After Little Children, Winslet played a part she found more sympathetic in Nancy Meyers's romantic comedy The Holiday. She played Iris, a Briton who temporarily exchanges homes with an American (played by Cameron Diaz) during the Christmas holiday season. It became her biggest commercial success in nine years, grossing over $205 million worldwide. Critic Justin Chang found the film formulaic yet pleasing, and took note of Winslet's radiance and charm. In her final release of the year, she voiced Rita, a scavenging sewer rat, in the animated film Flushed Away. Her sole project of 2007 was as the narrator for the English version of the French children's film The Fox and the Child.

Winslet had two critically acclaimed roles in 2008. After reading Justin Haythe's script for Revolutionary Road, an adaptation of Richard Yates's debut novel, Winslet recommended the project to her then-husband, director Sam Mendes, and her Titanic co-star Leonardo DiCaprio. The film traces the tribulations of a young married couple in 1950s suburban America. Winslet was drawn to the idea of playing a woman whose aspirations had not been met, and she read The Feminine Mystique to understand the psychology of unhappy housewives from the era. Mendes encouraged DiCaprio and Winslet to spend time together, and she believed the small set they used helped them to develop their characters' strained relationship. Hailing Winslet as "the best English-speaking film actress of her generation", David Edelstein of New York magazine wrote that "there isn't a banal moment in Winslet's performance—not a gesture, not a word".

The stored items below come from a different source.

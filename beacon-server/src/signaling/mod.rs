mod dispatcher;
mod ws;

pub use dispatcher::*;
pub use ws::*;
use serde_json::json;

use crate::integration::{create_test_state, init_tracing};
use crate::utils::TestConn;

#[tokio::test]
async fn test_second_join_from_same_connection_is_rejected() {
    init_tracing();

    let state = create_test_state();
    let mut alice = TestConn::connect(&state);

    alice.join("R1", "alice");
    while alice.try_next().is_some() {}

    // A connection holds at most one membership, even under a new name.
    alice.join("R2", "alice2");

    assert_eq!(
        alice.try_next().unwrap(),
        json!({"type": "error", "message": "Already in a room"})
    );
    alice.assert_silent();

    assert_eq!(state.rooms.users("R1").unwrap(), vec!["alice"]);
    assert!(state.rooms.users("R2").is_none());
    assert_eq!(state.rooms.room_count(), 1);
}
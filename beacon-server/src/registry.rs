use axum::extract::ws::{Message, Utf8Bytes};
use beacon_core::{ServerMessage, SessionId};
use dashmap::DashMap;
use std::sync::Arc;
use tokio::sync::mpsc;
use tracing::{error, warn};

struct RegistryInner {
    connections: DashMap<SessionId, mpsc::UnboundedSender<Message>>,
}

/// Send queues for every open WebSocket, keyed by session. A send here is
/// a non-blocking enqueue; the connection's writer task drains the queue
/// onto the socket.
#[derive(Clone)]
pub struct ConnectionRegistry {
    inner: Arc<RegistryInner>,
}

impl ConnectionRegistry {
    pub fn new() -> Self {
        Self {
            inner: Arc::new(RegistryInner {
                connections: DashMap::new(),
            }),
        }
    }

    pub fn register(&self, session_id: SessionId, tx: mpsc::UnboundedSender<Message>) {
        self.inner.connections.insert(session_id, tx);
    }

    pub fn unregister(&self, session_id: &SessionId) {
        self.inner.connections.remove(session_id);
    }

    /// Whether frames queued for this session can still reach a socket.
    pub fn is_open(&self, session_id: &SessionId) -> bool {
        self.inner
            .connections
            .get(session_id)
            .is_some_and(|conn| !conn.is_closed())
    }

    /// Serialize and queue a server message for one session.
    pub fn send(&self, session_id: SessionId, msg: &ServerMessage) {
        if let Some(conn) = self.inner.connections.get(&session_id) {
            match serde_json::to_string(msg) {
                Ok(json) => {
                    if let Err(e) = conn.send(Message::Text(json.into())) {
                        error!("Failed to send WS message to {}: {:?}", session_id, e);
                    }
                }
                Err(e) => error!("Failed to serialize server message: {}", e),
            }
        } else {
            warn!("Attempted to send to disconnected session {}", session_id);
        }
    }

    /// Queue an already-encoded frame for one session. The relay path uses
    /// this to forward the original client frame byte for byte.
    pub fn forward(&self, session_id: SessionId, frame: Utf8Bytes) {
        if let Some(conn) = self.inner.connections.get(&session_id) {
            if let Err(e) = conn.send(Message::Text(frame)) {
                error!("Failed to forward WS message to {}: {:?}", session_id, e);
            }
        } else {
            warn!("Attempted to forward to disconnected session {}", session_id);
        }
    }
}

impl Default for ConnectionRegistry {
    fn default() -> Self {
        Self::new()
    }
}
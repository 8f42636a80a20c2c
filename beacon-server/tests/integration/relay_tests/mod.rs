pub mod test_ice_resend_is_forwarded_every_time;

To avoid a scheduling conflict with Revolutionary Road, Winslet turned down an offer to star in The Reader. After her replacement Nicole Kidman left the project due to her pregnancy, Winslet was signed to it. Directed by Stephen Daldry, The Reader is based on Bernhard Schlink's novel Der Vorleser and is about Hanna Schmitz, an illiterate Nazi concentration camp guard (Winslet), who has an affair with a teenage boy. Winslet researched the Holocaust and the SS guards. To educate herself on the stigma of illiteracy, she spent time with students at the Literacy Partners, an organisation that teaches adults to read and write. She was unable to sympathise with Schmitz and struggled to play the part honestly without humanising the character's actions. Despite this, some historians criticised the film for making Schmitz an object of the audience's sympathy and accused the filmmakers of Holocaust revisionism. Todd McCarthy commended Winslet for supplying "a haunting shell to this internally decimated woman", and writing for The Daily Telegraph, Sukhdev Sandhu considered her to be "absolutely fearless here, not just in her willingness to expose herself physically, but her refusal to expose her character psychologically".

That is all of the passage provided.